#### [How to complete this task]
Among the entries that follow, find every line with the word "Degenerate" and list it.

#### [Task material]
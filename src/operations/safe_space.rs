use serde::{Deserialize, Serialize};
use tracing::{debug, instrument};

use crate::geometry::panel::{HoleId, Panel};
use crate::math::bounds::Bounds2;
use crate::math::polygon_2d::rectangle;
use crate::math::Point2;
use crate::operations::boolean::{subtract_all, union_all, Shape};
use crate::operations::projection::edge_rect;
use crate::tree::EdgeSide;

/// Why a region of a panel is off limits for user geometry.
#[derive(Debug, Clone, PartialEq, Serialize, Deserialize)]
pub enum ReservedReason {
    /// Margin strip along a jointed edge.
    Joint(EdgeSide),
    /// Margin ring around a slot.
    Slot(HoleId),
    /// Area taken by a user cutout.
    Cutout(String),
}

/// One reserved polygon with its reason.
#[derive(Debug, Clone, PartialEq, Serialize, Deserialize)]
pub struct ReservedRegion {
    pub reason: ReservedReason,
    pub points: Vec<Point2>,
}

/// The area of a panel where user geometry cannot weaken a joint.
#[derive(Debug, Clone, PartialEq, Serialize, Deserialize)]
pub struct SafeSpaceRegion {
    pub outline: Vec<Point2>,
    /// Union of all reserved areas.
    pub exclusions: Vec<Shape>,
    pub reserved: Vec<ReservedRegion>,
    /// `outline - exclusions`; empty when the margins cover the whole panel.
    pub result_paths: Vec<Shape>,
}

impl SafeSpaceRegion {
    /// `true` when `point` lies inside one of the safe polygons.
    #[must_use]
    pub fn contains(&self, point: &Point2) -> bool {
        use crate::math::polygon_2d::point_in_polygon;
        self.result_paths.iter().any(|s| {
            point_in_polygon(point, &s.outer) && !s.holes.iter().any(|h| point_in_polygon(point, h))
        })
    }
}

/// Reserved regions of a panel.
///
/// Jointed, un-extended edges reserve a strip `2 x MT` deep over the body
/// extent of the edge; slots reserve their bounds grown by MT; cutouts
/// reserve themselves. Open and extended edges reserve nothing.
#[must_use]
pub fn reserved_regions(panel: &Panel) -> Vec<ReservedRegion> {
    let mt = panel.thickness;
    let (hw, hh) = (panel.half_width(), panel.half_height());
    let mut out = Vec::new();
    for edge in &panel.edges {
        if !edge.is_jointed() || edge.extension > 0.0 {
            continue;
        }
        let (half, half_along) = if edge.side.is_horizontal() { (hh, hw) } else { (hw, hh) };
        out.push(ReservedRegion {
            reason: ReservedReason::Joint(edge.side),
            points: edge_rect(edge.side, -half_along, half_along, half - 2.0 * mt, half + mt),
        });
    }
    for hole in &panel.holes {
        match &hole.id {
            HoleId::Cutout(id) => out.push(ReservedRegion {
                reason: ReservedReason::Cutout(id.clone()),
                points: hole.points.clone(),
            }),
            id => {
                if let Some(b) = Bounds2::of(&hole.points).map(|b| b.expanded(mt)) {
                    out.push(ReservedRegion {
                        reason: ReservedReason::Slot(id.clone()),
                        points: rectangle(b.min_x, b.min_y, b.max_x, b.max_y),
                    });
                }
            }
        }
    }
    out
}

/// Computes the safe region of a panel.
#[instrument(skip_all, fields(panel = %panel.id))]
#[must_use]
pub fn calculate_safe_space(panel: &Panel) -> SafeSpaceRegion {
    let reserved = reserved_regions(panel);
    let polygons: Vec<Vec<Point2>> = reserved.iter().map(|r| r.points.clone()).collect();
    let result_paths = subtract_all(&panel.outline, &[], &polygons);
    debug!(
        reserved = reserved.len(),
        regions = result_paths.len(),
        "safe space computed"
    );
    SafeSpaceRegion {
        outline: panel.outline.clone(),
        exclusions: union_all(&polygons),
        reserved,
        result_paths,
    }
}

#[cfg(test)]
#[allow(clippy::unwrap_used)]
mod tests {
    use super::*;
    use crate::config::KernelConfig;
    use crate::operations::projection::project;
    use crate::tree::{Axis, FaceId, MaterialConfig, PanelId, Scene, Split};

    fn front_of(scene: &Scene) -> Panel {
        let id = scene.root().unwrap();
        let front = PanelId::Face {
            assembly: id,
            face: FaceId::Front,
        };
        project(scene, &KernelConfig::default())
            .unwrap()
            .into_iter()
            .find(|p| p.id == front)
            .unwrap()
    }

    #[test]
    fn closed_face_keeps_its_centre() {
        let mut s = Scene::new();
        s.create_assembly(200.0, 150.0, 100.0, MaterialConfig::default()).unwrap();
        let safe = calculate_safe_space(&front_of(&s));
        assert_eq!(safe.reserved.len(), 4);
        assert_eq!(safe.result_paths.len(), 1);
        assert!(safe.contains(&Point2::new(0.0, 0.0)));
        // Inside the 2 x MT joint margin of the top edge.
        assert!(!safe.contains(&Point2::new(0.0, 71.0)));
        let b = Bounds2::of(&safe.result_paths[0].outer).unwrap();
        assert!((b.max_x - 94.0).abs() < 1e-6);
        assert!((b.min_y + 69.0).abs() < 1e-6);
    }

    #[test]
    fn divider_slots_reserve_a_margin() {
        let mut s = Scene::new();
        let id = s.create_assembly(200.0, 150.0, 100.0, MaterialConfig::default()).unwrap();
        let root = s.assembly(id).unwrap().root_void;
        s.add_subdivision(
            root,
            vec![Split {
                axis: Axis::X,
                positions: vec![100.0],
            }],
        )
        .unwrap();
        let front = front_of(&s);
        let reserved = reserved_regions(&front);
        let slot = reserved
            .iter()
            .find(|r| matches!(r.reason, ReservedReason::Slot(_)))
            .unwrap();
        let hole = front.holes.iter().find(|h| h.is_slot()).unwrap();
        let (hb, rb) = (Bounds2::of(&hole.points).unwrap(), Bounds2::of(&slot.points).unwrap());
        assert!((rb.width() - hb.width() - 2.0 * front.thickness).abs() < 1e-9);
        assert!(!calculate_safe_space(&front).contains(&hb.center()));
    }
}
use super::intersect_2d::segments_cross_2d;
use super::{Point2, TOLERANCE};
use crate::error::{GeometryError, Result};

/// Computes the signed area of a polygon (shoelace formula).
///
/// Positive for counter-clockwise, negative for clockwise.
#[must_use]
pub fn signed_area(points: &[Point2]) -> f64 {
    let n = points.len();
    if n < 3 {
        return 0.0;
    }
    let mut sum = 0.0;
    for i in 0..n {
        let j = (i + 1) % n;
        sum += points[i].x * points[j].y - points[j].x * points[i].y;
    }
    sum * 0.5
}

/// Returns the polygon with counter-clockwise winding.
#[must_use]
pub fn ensure_ccw(points: &[Point2]) -> Vec<Point2> {
    if signed_area(points) < 0.0 {
        points.iter().rev().copied().collect()
    } else {
        points.to_vec()
    }
}

/// Returns the polygon with clockwise winding (hole orientation).
#[must_use]
pub fn ensure_cw(points: &[Point2]) -> Vec<Point2> {
    if signed_area(points) > 0.0 {
        points.iter().rev().copied().collect()
    } else {
        points.to_vec()
    }
}

/// Removes consecutive duplicate points, including a closing point equal to the first.
#[must_use]
pub fn dedup_consecutive(points: &[Point2], tol: f64) -> Vec<Point2> {
    let mut out: Vec<Point2> = Vec::with_capacity(points.len());
    for &pt in points {
        if let Some(last) = out.last() {
            if (pt - last).norm() < tol {
                continue;
            }
        }
        out.push(pt);
    }
    while out.len() > 1 && (out[0] - out[out.len() - 1]).norm() < tol {
        out.pop();
    }
    out
}

/// Removes duplicate and collinear vertices from a closed polygon.
///
/// A vertex is collinear when the cross product of its two adjacent edges is
/// below `tol` and the path does not reverse direction through it.
#[must_use]
pub fn simplify(points: &[Point2], tol: f64) -> Vec<Point2> {
    let mut pts = dedup_consecutive(points, tol);
    loop {
        let n = pts.len();
        if n < 4 {
            return pts;
        }
        let mut removed = false;
        let mut i = 0;
        while i < pts.len() && pts.len() >= 4 {
            let n = pts.len();
            let prev = pts[(i + n - 1) % n];
            let curr = pts[i];
            let next = pts[(i + 1) % n];
            let a = curr - prev;
            let b = next - curr;
            let cross = a.x * b.y - a.y * b.x;
            if cross.abs() < tol * a.norm().max(b.norm()).max(1.0) && a.dot(&b) > 0.0 {
                pts.remove(i);
                removed = true;
            } else {
                i += 1;
            }
        }
        if !removed {
            return pts;
        }
    }
}

/// Ray-casting point-in-polygon test. Points on the boundary may go either way.
#[must_use]
pub fn point_in_polygon(point: &Point2, polygon: &[Point2]) -> bool {
    let n = polygon.len();
    if n < 3 {
        return false;
    }
    let mut inside = false;
    let mut j = n - 1;
    for i in 0..n {
        let pi = polygon[i];
        let pj = polygon[j];
        if (pi.y > point.y) != (pj.y > point.y)
            && point.x < (pj.x - pi.x) * (point.y - pi.y) / (pj.y - pi.y) + pi.x
        {
            inside = !inside;
        }
        j = i;
    }
    inside
}

/// Distance from `point` to the closest edge of a closed polygon.
#[must_use]
pub fn distance_to_boundary(point: &Point2, polygon: &[Point2]) -> f64 {
    let n = polygon.len();
    let mut best = f64::INFINITY;
    for i in 0..n {
        let a = polygon[i];
        let b = polygon[(i + 1) % n];
        best = best.min(distance_to_segment(point, &a, &b));
    }
    best
}

/// Distance from `point` to the segment `a`-`b`.
#[must_use]
pub fn distance_to_segment(point: &Point2, a: &Point2, b: &Point2) -> f64 {
    let ab = b - a;
    let len_sq = ab.norm_squared();
    if len_sq < TOLERANCE * TOLERANCE {
        return (point - a).norm();
    }
    let t = ((point - a).dot(&ab) / len_sq).clamp(0.0, 1.0);
    (point - (a + ab * t)).norm()
}

/// Returns `true` if no two non-adjacent edges of the closed polygon cross or touch.
#[must_use]
pub fn is_simple(points: &[Point2]) -> bool {
    let n = points.len();
    if n < 3 {
        return false;
    }
    for i in 0..n {
        let a0 = points[i];
        let a1 = points[(i + 1) % n];
        for j in (i + 1)..n {
            if j == i || (j + 1) % n == i || (i + 1) % n == j {
                continue;
            }
            let b0 = points[j];
            let b1 = points[(j + 1) % n];
            if segments_cross_2d(&a0, &a1, &b0, &b1) {
                return false;
            }
        }
    }
    true
}

/// Returns `true` if every edge of the closed polygon is horizontal or vertical.
#[must_use]
pub fn is_axis_aligned(points: &[Point2], tol: f64) -> bool {
    let n = points.len();
    (0..n).all(|i| {
        let a = points[i];
        let b = points[(i + 1) % n];
        (a.x - b.x).abs() < tol || (a.y - b.y).abs() < tol
    })
}

/// Returns `true` if two consecutive points coincide (wrapping around).
#[must_use]
pub fn has_consecutive_duplicates(points: &[Point2], tol: f64) -> bool {
    let n = points.len();
    n > 1 && (0..n).any(|i| (points[i] - points[(i + 1) % n]).norm() < tol)
}

/// Builds a counter-clockwise axis-aligned rectangle.
#[must_use]
pub fn rectangle(min_x: f64, min_y: f64, max_x: f64, max_y: f64) -> Vec<Point2> {
    vec![
        Point2::new(min_x, min_y),
        Point2::new(max_x, min_y),
        Point2::new(max_x, max_y),
        Point2::new(min_x, max_y),
    ]
}

/// Builds a counter-clockwise rectangle centred on `(cx, cy)`.
#[must_use]
pub fn centered_rectangle(cx: f64, cy: f64, width: f64, height: f64) -> Vec<Point2> {
    rectangle(
        cx - width * 0.5,
        cy - height * 0.5,
        cx + width * 0.5,
        cy + height * 0.5,
    )
}

/// Approximates a circle with a counter-clockwise regular polygon.
///
/// # Errors
///
/// Returns `GeometryError::Degenerate` for a non-positive radius or fewer than 3 segments.
pub fn circle(cx: f64, cy: f64, radius: f64, segments: usize) -> Result<Vec<Point2>> {
    if radius <= TOLERANCE || segments < 3 {
        return Err(GeometryError::Degenerate(format!(
            "circle with radius {radius} and {segments} segments"
        ))
        .into());
    }
    #[allow(clippy::cast_precision_loss)]
    let step = std::f64::consts::TAU / segments as f64;
    Ok((0..segments)
        .map(|i| {
            #[allow(clippy::cast_precision_loss)]
            let a = step * i as f64;
            Point2::new(cx + radius * a.cos(), cy + radius * a.sin())
        })
        .collect())
}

#### [Result for this exercise]
/// Returns `GeometryError::Degenerate` for a non-positive radius or fewer than 3 segments.
        return Err(GeometryError::Degenerate(format!(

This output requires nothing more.